_REQUIRED ACTION:_ Line by line, copy out the data that follows.

_SOURCE MATERIAL:_
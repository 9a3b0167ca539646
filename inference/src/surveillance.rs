//! surveillance.rs – population-level aggregation of per-isolate results.
//!
//! Pure reduction over an already-scored batch. Isolates missing any part
//! of the grouping key (geography, lineage, collection date) are excluded
//! and reported, never fatal. Rebuilding from the same batch yields the
//! same summaries; results are replaced wholesale, not patched.

use std::collections::BTreeMap;

use chrono::Datelike;
use serde::{Deserialize, Serialize};
use tracing::warn;

use crate::config::Granularity;
use crate::models::{IsolateBundle, SurveillanceSummary};

/// Non-fatal exclusion, surfaced in the batch report.
#[derive(Debug, Clone, PartialEq, Eq, Serialize, Deserialize)]
pub struct AggregationExclusion {
    pub isolate_id: String,
    pub reason: String,
}

fn window_label(date: chrono::NaiveDate, granularity: Granularity) -> String {
    match granularity {
        Granularity::Month => format!("{:04}-{:02}", date.year(), date.month()),
        Granularity::Quarter => {
            format!("{:04}-Q{}", date.year(), (date.month0() / 3) + 1)
        }
        Granularity::Year => format!("{:04}", date.year()),
    }
}

/// `aggregate(isolates, groupingKey) -> summaries` plus the exclusion list.
pub fn aggregate(
    bundles: &[IsolateBundle],
    granularity: Granularity,
) -> (Vec<SurveillanceSummary>, Vec<AggregationExclusion>) {
    let mut exclusions = Vec::new();
    let mut groups: BTreeMap<(String, String, String), Vec<&IsolateBundle>> = BTreeMap::new();

    for bundle in bundles {
        let (Some(country), Some(lineage), Some(collected)) = (
            bundle.country.as_ref(),
            bundle.lineage.as_ref(),
            bundle.collected,
        ) else {
            let reason = match (
                bundle.country.is_none(),
                bundle.lineage.is_none(),
                bundle.collected.is_none(),
            ) {
                (true, _, _) => "missing geography",
                (_, true, _) => "missing lineage",
                _ => "missing collection date",
            };
            warn!(isolate = %bundle.isolate_id, reason, "excluded from aggregation");
            exclusions.push(AggregationExclusion {
                isolate_id: bundle.isolate_id.clone(),
                reason: reason.to_string(),
            });
            continue;
        };

        groups
            .entry((
                country.clone(),
                lineage.clone(),
                window_label(collected, granularity),
            ))
            .or_default()
            .push(bundle);
    }

    let summaries = groups
        .into_iter()
        .map(|((country, lineage, window), members)| {
            let mean_risk =
                members.iter().map(|b| b.risk.score).sum::<f64>() / members.len() as f64;

            // Modal recommended agent; BTreeMap iteration plus the strict
            // comparison makes ties fall to the smallest agent id.
            let mut counts: BTreeMap<&str, usize> = BTreeMap::new();
            for b in &members {
                if let Some(agent) = &b.recommended_agent {
                    *counts.entry(agent.as_str()).or_default() += 1;
                }
            }
            let dominant_agent = counts
                .iter()
                .fold(None::<(&str, usize)>, |acc, (agent, n)| match acc {
                    Some((_, best)) if *n <= best => acc,
                    _ => Some((agent, *n)),
                })
                .map(|(agent, _)| agent.to_string());

            SurveillanceSummary {
                country,
                lineage,
                window,
                count: members.len(),
                mean_risk,
                dominant_agent,
            }
        })
        .collect();

    (summaries, exclusions)
}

_TASK OUTPUT:_
repository 9a3b0167ca539646
filename inference/src/surveillance.rs
//! surveillance.rs – population-level aggregation of per-isolate results.
//!
//! Pure reduction over an already-scored batch. Isolates missing any part
//! of the grouping key (geography, lineage, collection date) are excluded
//! and reported, never fatal. Rebuilding from the same batch yields the
//! same summaries; results are replaced wholesale, not patched.

use std::collections::BTreeMap;

use chrono::Datelike;
use serde::{Deserialize, Serialize};
use tracing::warn;

use crate::config::Granularity;
use crate::models::{IsolateBundle, SurveillanceSummary};

/// Non-fatal exclusion, surfaced in the batch report.
#[derive(Debug, Clone, PartialEq, Eq, Serialize, Deserialize)]
pub struct AggregationExclusion {
    pub isolate_id: String,
    pub reason: String,
}

fn window_label(date: chrono::NaiveDate, granularity: Granularity) -> String {
    match granularity {
        Granularity::Month => format!("{:04}-{:02}", date.year(), date.month()),
        Granularity::Quarter => {
            format!("{:04}-Q{}", date.year(), (date.month0() / 3) + 1)
        }
        Granularity::Year => format!("{:04}", date.year()),
    }
}

/// `aggregate(isolates, groupingKey) -> summaries` plus the exclusion list.
pub fn aggregate(
    bundles: &[IsolateBundle],
    granularity: Granularity,
) -> (Vec<SurveillanceSummary>, Vec<AggregationExclusion>) {
    let mut exclusions = Vec::new();
    let mut groups: BTreeMap<(String, String, String), Vec<&IsolateBundle>> = BTreeMap::new();

    for bundle in bundles {
        let (Some(country), Some(lineage), Some(collected)) = (
            bundle.country.as_ref(),
            bundle.lineage.as_ref(),
            bundle.collected,
        ) else {
            let reason = match (
                bundle.country.is_none(),
                bundle.lineage.is_none(),
                bundle.collected.is_none(),
            ) {
                (true, _, _) => "missing geography",
                (_, true, _) => "missing lineage",
                _ => "missing collection date",
            };
            warn!(isolate = %bundle.isolate_id, reason, "excluded from aggregation");
            exclusions.push(AggregationExclusion {
                isolate_id: bundle.isolate_id.clone(),
                reason: reason.to_string(),
            });
            continue;
        };

        groups
            .entry((
                country.clone(),
                lineage.clone(),
                window_label(collected, granularity),
            ))
            .or_default()
            .push(bundle);
    }

    let summaries = groups
        .into_iter()
        .map(|((country, lineage, window), members)| {
            let mean_risk =
                members.iter().map(|b| b.risk.score).sum::<f64>() / members.len() as f64;

            // Modal recommended agent; BTreeMap iteration plus the strict
            // comparison makes ties fall to the smallest agent id.
            let mut counts: BTreeMap<&str, usize> = BTreeMap::new();
            for b in &members {
                if let Some(agent) = &b.recommended_agent {
                    *counts.entry(agent.as_str()).or_default() += 1;
                }
            }
            let dominant_agent = counts
                .iter()
                .fold(None::<(&str, usize)>, |acc, (agent, n)| match acc {
                    Some((_, best)) if *n <= best => acc,
                    _ => Some((agent, *n)),
                })
                .map(|(agent, _)| agent.to_string());

            SurveillanceSummary {
                country,
                lineage,
                window,
                count: members.len(),
                mean_risk,
                dominant_agent,
            }
        })
        .collect();

    (summaries, exclusions)
}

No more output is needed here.